Volvió a tranquilizarse, sonrió y me estudió, parpadeando.
– ¿Cómo se metió en esto, señor Denis? Creía que era abogado.
Forzado por la necesidad de que se tranquilizara y confiara en mí, hablé sin traba alguna respecto a cómo decidí ser abogado criminalista al salir de la Facultad de Derecho de Harvard, en lugar de unirme a mi padre y a mi hermano mayor en la firma Denis y Denis, abogados en ejercicio. Expliqué que esto, a los ojos de la capa superior de la abogacía, me convirtió en un paria e hizo que mi padre me desheredara, pero que así, por primera vez en mi vida, me había sentido libre, no teniendo que depender de él para nada.
– Cuando actúas en los tribunales de lo criminal, conoces a todo tipo de gente -le dije-. Tal vez seas muy joven para recordar un caso que apareció en primera página hace seis años… Un tipo que iba en una silla de ruedas, paralítico del cuello para abajo. Le acusaron de una docena de robos en diversas joyerías.
– ¿Cómo? -Maro se inclinó hacia delante-. ¡Qué locura!

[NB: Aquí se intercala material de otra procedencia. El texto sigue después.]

//! Application state shared across all handlers and middleware.

use std::sync::Arc;
use std::time::Instant;

use blacklight_auth::jwt::{JwtDecoder, JwtEncoder};
use blacklight_auth::password::{PasswordHasher, PasswordValidator};
use blacklight_core::config::AppConfig;
use blacklight_database::Stores;
use blacklight_service::{
    AdService, AuthService, BookingPolicy, BookingService, DashboardService, OrderService,
    PaymentService, ProductService, RoomService, UserService,
};

/// Application state containing all shared dependencies.
///
/// Passed to every Axum handler via `State<AppState>`.
/// All fields are `Arc`-wrapped for cheap cloning across tasks.
#[derive(Clone)]
pub struct AppState {
    // ── Configuration ────────────────────────────────────────
    pub config: Arc<AppConfig>,
    pub started_at: Instant,

    // ── Persistence ──────────────────────────────────────────
    pub stores: Stores,

    // ── Auth ─────────────────────────────────────────────────
    pub jwt_decoder: Arc<JwtDecoder>,

    // ── Services ─────────────────────────────────────────────
    pub auth_service: Arc<AuthService>,
    pub user_service: Arc<UserService>,
    pub room_service: Arc<RoomService>,
    pub product_service: Arc<ProductService>,
    pub booking_service: Arc<BookingService>,
    pub order_service: Arc<OrderService>,
    pub payment_service: Arc<PaymentService>,
    pub ad_service: Arc<AdService>,
    pub dashboard_service: Arc<DashboardService>,
}

impl AppState {
    /// Wire every service over the given stores.
    pub fn new(config: AppConfig, stores: Stores) -> Self {
        let password_hasher = Arc::new(PasswordHasher::new());
        let password_validator = Arc::new(PasswordValidator::new(&config.auth));
        let jwt_encoder = Arc::new(JwtEncoder::new(&config.auth));
        let jwt_decoder = Arc::new(JwtDecoder::new(&config.auth));

        let auth_service = Arc::new(AuthService::new(
            Arc::clone(&stores.users),
            password_hasher,
            password_validator,
            jwt_encoder,
        ));
        let user_service = Arc::new(UserService::new(Arc::clone(&stores.users)));
        let room_service = Arc::new(RoomService::new(Arc::clone(&stores.rooms)));
        let product_service = Arc::new(ProductService::new(Arc::clone(&stores.products)));
        let booking_service = Arc::new(BookingService::new(
            Arc::clone(&stores.rooms),
            Arc::clone(&stores.bookings),
            BookingPolicy::new(&config.booking),
        ));
        let order_service = Arc::new(OrderService::new(
            Arc::clone(&stores.orders),
            Arc::clone(&stores.users),
        ));
        let payment_service = Arc::new(PaymentService::new(
            Arc::clone(&stores.orders),
            Arc::clone(&stores.bookings),
        ));
        let ad_service = Arc::new(AdService::new(Arc::clone(&stores.ads)));
        let dashboard_service = Arc::new(DashboardService::new(
            Arc::clone(&stores.users),
            Arc::clone(&stores.bookings),
            Arc::clone(&stores.orders),
        ));

        Self {
            config: Arc::new(config),
            started_at: Instant::now(),
            stores,
            jwt_decoder,
            auth_service,
            user_service,
            room_service,
            product_service,
            booking_service,
            order_service,
            payment_service,
            ad_service,
            dashboard_service,
        }
    }
}
//! Axum middleware stack.

pub mod cors;
pub mod logging;
pub mod rbac;
//! Payment confirmation for orders and bookings.

pub mod service;

pub use service::{PaymentConfirmation, PaymentService};
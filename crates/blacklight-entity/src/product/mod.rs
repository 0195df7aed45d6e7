//! Café products.

pub mod category;
pub mod model;

pub use category::ProductCategory;
pub use model::{CreateProduct, Product, UpdateProduct};
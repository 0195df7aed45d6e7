//! Room bookings.

pub mod model;
pub mod status;
pub mod window;

pub use model::{Booking, NewBooking};
pub use status::BookingStatus;
pub use window::HourWindow;
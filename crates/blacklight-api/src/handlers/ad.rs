//! Ad handlers.

use axum::Json;
use axum::extract::{Path, State};
use axum::http::StatusCode;
use uuid::Uuid;

use blacklight_entity::ad::Ad;

use crate::dto::request::CreateAdRequest;
use crate::dto::response::{ApiResponse, MessageResponse};
use crate::error::ApiResult;
use crate::extractors::{AuthUser, ValidatedJson};
use crate::middleware::rbac::require_admin;
use crate::state::AppState;

/// GET /api/ads
pub async fn list_ads(State(state): State<AppState>) -> ApiResult<Json<ApiResponse<Vec<Ad>>>> {
    let ads = state.ad_service.list_active().await?;
    Ok(Json(ApiResponse::ok(ads)))
}

/// POST /api/ads (admin)
pub async fn create_ad(
    State(state): State<AppState>,
    auth: AuthUser,
    ValidatedJson(req): ValidatedJson<CreateAdRequest>,
) -> ApiResult<(StatusCode, Json<ApiResponse<Ad>>)> {
    require_admin(&auth)?;
    let ad = state.ad_service.create(&auth, req.into()).await?;
    Ok((StatusCode::CREATED, Json(ApiResponse::ok(ad))))
}

/// DELETE /api/ads/{id} (admin)
pub async fn delete_ad(
    State(state): State<AppState>,
    auth: AuthUser,
    Path(id): Path<Uuid>,
) -> ApiResult<Json<ApiResponse<MessageResponse>>> {
    require_admin(&auth)?;
    state.ad_service.delete(&auth, id).await?;
    Ok(Json(ApiResponse::ok(MessageResponse::new("Ad deleted"))))
}
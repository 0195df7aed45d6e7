//! Marks orders and bookings as paid after an external confirmation.

use std::sync::Arc;

use rust_decimal::Decimal;
use serde::{Deserialize, Serialize};
use tracing::info;
use uuid::Uuid;

use blacklight_core::error::AppError;
use blacklight_core::result::AppResult;
use blacklight_database::store::{BookingStore, OrderStore};
use blacklight_entity::payment::{PaymentStatus, PaymentTarget};

use crate::context::RequestContext;

/// Result of a mark-paid call.
#[derive(Debug, Clone, Serialize, Deserialize)]
#[serde(rename_all = "camelCase")]
pub struct PaymentConfirmation {
    pub target: PaymentTarget,
    pub id: Uuid,
    pub payment_status: PaymentStatus,
    /// Order total, or the deposit for a booking.
    #[serde(with = "rust_decimal::serde::float")]
    pub amount: Decimal,
}

#[derive(Clone)]
pub struct PaymentService {
    orders: Arc<dyn OrderStore>,
    bookings: Arc<dyn BookingStore>,
}

impl PaymentService {
    pub fn new(orders: Arc<dyn OrderStore>, bookings: Arc<dyn BookingStore>) -> Self {
        Self { orders, bookings }
    }

    /// Flip the payment flag. Calling it on an entity that is already paid
    /// succeeds and changes nothing.
    pub async fn mark_paid(
        &self,
        ctx: &RequestContext,
        target: PaymentTarget,
        id: Uuid,
    ) -> AppResult<PaymentConfirmation> {
        let (was_paid, payment_status, amount) = match target {
            PaymentTarget::Order => {
                let order = self
                    .orders
                    .find_by_id(id)
                    .await?
                    .ok_or_else(|| AppError::not_found(format!("Order {id} not found")))?;
                ctx.ensure_can_access(order.customer_id, "order")?;
                let paid = self.orders.mark_paid(id).await?;
                (order.payment_status.is_paid(), paid.payment_status, paid.total_amount)
            }
            PaymentTarget::Booking => {
                let booking = self
                    .bookings
                    .find_by_id(id)
                    .await?
                    .ok_or_else(|| AppError::not_found(format!("Booking {id} not found")))?;
                ctx.ensure_can_access(booking.customer_id, "booking")?;
                let paid = self.bookings.mark_paid(id).await?;
                (
                    booking.payment_status.is_paid(),
                    paid.payment_status,
                    paid.deposit_amount,
                )
            }
        };

        if !was_paid {
            info!(target_kind = %target, id = %id, amount = %amount, by = %ctx.user_id, "Payment confirmed");
        }

        Ok(PaymentConfirmation {
            target,
            id,
            payment_status,
            amount,
        })
    }
}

– Bien, nunca descubrieron su método. Sin embargo, el individuo había estado presente en todos los robos, y la policía encontró en su habitación los artículos robados. Me encargué del caso y logré su absolución. En aquel tiempo, no sabia que era realmente culpable.
– Pero ¿cómo…?
– Nadie llegó siquiera a imaginarlo. La cuestión es que el caso se mantuvo en la primera página de los periódicos durante toda una semana. Pocos meses después, se pusieron en contacto conmigo desde el futuro. Creían saber cómo lo había hecho y estaban ansiosos por disponer del fulano. Cuando hablé con el paralítico, éste lo admitió todo. Había nacido paralizado del cuello para abajo, cierto; y sus músculos estaban inutilizados. Pero gozaba de una compensación. Era telequinésico. Resultaba sorprendente ver a aquel individuo mover y manipular objetos a su alrededor, recurriendo tan sólo a su mente.